Pull out from the material below all lines with "ProblemCategory".

START Data section

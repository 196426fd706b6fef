use cascade_errors::ProblemCategory;
use cascade_syntax::TextRange;

use super::*;

fn token_text<'a>(token: &Token, text: &'a str) -> &'a str {
    token.text(text)
}

fn kinds(text: &str, dialect: Dialect) -> Vec<(SyntaxKind, &str)> {
    let (tokens, _) = tokenize(text, dialect);
    tokens
        .iter()
        .filter(|token| !token.is_hidden())
        .map(|token| (token.kind, token_text(token, text)))
        .collect()
}

#[test]
fn simple_rule() {
    let text = "a{color:red}";
    assert_eq!(
        kinds(text, Dialect::Css),
        [
            (IDENT, "a"),
            (LEFT_BRACE, "{"),
            (IDENT, "color"),
            (COLON, ":"),
            (IDENT, "red"),
            (RIGHT_BRACE, "}"),
            (EOF, ""),
        ]
    );
}

#[test]
fn eof_is_zero_width_and_repeats() {
    let text = "a";
    let mut tokenizer = Tokenizer::new(text, Dialect::Css);

    let token = tokenizer.next_token();
    assert_eq!(token.kind, IDENT);
    assert_eq!(token.index, 0);

    let eof = tokenizer.next_token();
    assert_eq!(eof.kind, EOF);
    assert_eq!(eof.range(), TextRange::empty(1.into()));
    assert_eq!(eof.stop, 0);

    let eof = tokenizer.next_token();
    assert_eq!(eof.kind, EOF);
    assert_eq!(eof.index, 1);
}

#[test]
fn hidden_tokens_are_kept() {
    let text = "/* c */ a\t{ }";
    let (tokens, problems) = tokenize(text, Dialect::Css);
    assert!(problems.is_empty());

    let hidden: Vec<_> = tokens
        .iter()
        .filter(|token| token.is_hidden())
        .map(|token| (token.kind, token_text(token, text)))
        .collect();
    assert_eq!(
        hidden,
        [(COMMENT, "/* c */"), (WHITESPACE, " "), (WHITESPACE, "\t"), (WHITESPACE, " ")]
    );
}

#[test]
fn tokens_tile_the_source() {
    let text = "@media screen { a > b.c[href^='x'] { margin: -1.5em 10% url(x.png) !important } }";
    let (tokens, problems) = tokenize(text, Dialect::Css);
    assert!(problems.is_empty());

    let mut offset = 0;
    for token in &tokens {
        assert_eq!(token.start as usize, offset, "gap before {token:?}");
        offset = token.range().end().into();
    }
    assert_eq!(offset, text.len());
}

#[test]
fn case_insensitive_matching_keeps_original_text() {
    let text = "x: URL(a.png) ! ImPortant";
    assert_eq!(
        kinds(text, Dialect::Css),
        [
            (IDENT, "x"),
            (COLON, ":"),
            (URI, "URL(a.png)"),
            (IMPORTANT_SYM, "! ImPortant"),
            (EOF, ""),
        ]
    );
}

#[test]
fn quoted_url_is_a_function_call() {
    let text = "url('a.png')";
    assert_eq!(
        kinds(text, Dialect::Css),
        [
            (IDENT, "url"),
            (LEFT_PAREN, "("),
            (STRING, "'a.png'"),
            (RIGHT_PAREN, ")"),
            (EOF, ""),
        ]
    );
}

#[test]
fn numbers_and_units() {
    let text = "10 1.5em 50% .5 -2px -moz-box --custom";
    assert_eq!(
        kinds(text, Dialect::Css),
        [
            (NUMBER, "10"),
            (DIMENSION, "1.5em"),
            (PERCENTAGE, "50%"),
            (NUMBER, ".5"),
            (MINUS, "-"),
            (DIMENSION, "2px"),
            (IDENT, "-moz-box"),
            (IDENT, "--custom"),
            (EOF, ""),
        ]
    );
}

#[test]
fn selector_punctuation() {
    let text = "ns|a#id.cls[x~=y][z|=w]*=$=^=~+>&";
    assert_eq!(
        kinds(text, Dialect::Css),
        [
            (IDENT, "ns"),
            (PIPE, "|"),
            (IDENT, "a"),
            (HASH, "#id"),
            (DOT, "."),
            (IDENT, "cls"),
            (LEFT_BRACKET, "["),
            (IDENT, "x"),
            (INCLUDES, "~="),
            (IDENT, "y"),
            (RIGHT_BRACKET, "]"),
            (LEFT_BRACKET, "["),
            (IDENT, "z"),
            (DASHMATCH, "|="),
            (IDENT, "w"),
            (RIGHT_BRACKET, "]"),
            (CONTAINS, "*="),
            (ENDS, "$="),
            (BEGINS, "^="),
            (TILDE, "~"),
            (PLUS, "+"),
            (GREATER, ">"),
            (AMPERSAND, "&"),
            (EOF, ""),
        ]
    );
}

#[test]
fn illegal_character_becomes_invalid_token() {
    let text = "a{color:€red}";
    let (tokens, problems) = tokenize(text, Dialect::Css);

    let invalid = tokens.iter().find(|token| token.kind == INVALID).unwrap();
    assert_eq!(invalid.range(), TextRange::new(8.into(), 11.into()));
    assert_eq!(token_text(invalid, text), "€");

    let red = tokens.iter().find(|token| token_text(token, text) == "red").unwrap();
    assert_eq!(red.range(), TextRange::new(11.into(), 14.into()));

    assert_eq!(problems.len(), 1);
    assert_eq!(problems[0].category(), ProblemCategory::Lexing);
    assert_eq!((problems[0].from(), problems[0].to()), (8, 11));
    assert_eq!(problems[0].message(), "unexpected character `€`");
}

#[test]
fn ascii_garbage_is_invalid() {
    let text = "a ? b";
    let (tokens, problems) = tokenize(text, Dialect::Css);
    assert_eq!(tokens.iter().filter(|token| token.kind == INVALID).count(), 1);
    assert_eq!((problems[0].from(), problems[0].to()), (2, 3));
}

#[test]
fn unterminated_string_and_comment() {
    let text = "a { content: 'abc\n}";
    let (tokens, problems) = tokenize(text, Dialect::Css);
    let invalid = tokens.iter().find(|token| token.kind == INVALID).unwrap();
    assert_eq!(token_text(invalid, text), "'abc");
    assert_eq!(problems[0].message(), "unterminated string");

    let text = "a /* never closed";
    let (tokens, problems) = tokenize(text, Dialect::Css);
    let invalid = tokens.iter().find(|token| token.kind == INVALID).unwrap();
    assert_eq!(token_text(invalid, text), "/* never closed");
    assert_eq!(problems[0].message(), "unterminated comment");
}

#[test]
fn dialect_specific_tokens() {
    let text = "$x: 1; // note";
    assert_eq!(
        kinds(text, Dialect::Scss),
        [(SASS_VAR, "$x"), (COLON, ":"), (NUMBER, "1"), (SEMICOLON, ";"), (EOF, "")]
    );

    let (tokens, problems) = tokenize(text, Dialect::Css);
    assert_eq!(tokens[0].kind, INVALID);
    assert!(tokens.iter().any(|token| token.kind == SOLIDUS));
    assert_eq!(problems.len(), 1);

    let text = "@color: red; // note";
    let less = kinds(text, Dialect::Less);
    assert_eq!(less[0], (AT_IDENT, "@color"));
    assert_eq!(less.len(), 5);
}

#[test]
fn dialect_queries() {
    let tokenizer = Tokenizer::new("", Dialect::Less);
    assert!(tokenizer.is_less_source());
    assert!(!tokenizer.is_scss_source());

    let tokenizer = Tokenizer::new("", Dialect::Scss);
    assert!(!tokenizer.is_less_source());
    assert!(tokenizer.is_scss_source());
}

END Data section

▸ **Answer box**:
use cascade_errors::ProblemCategory;
    assert_eq!(problems[0].category(), ProblemCategory::Lexing);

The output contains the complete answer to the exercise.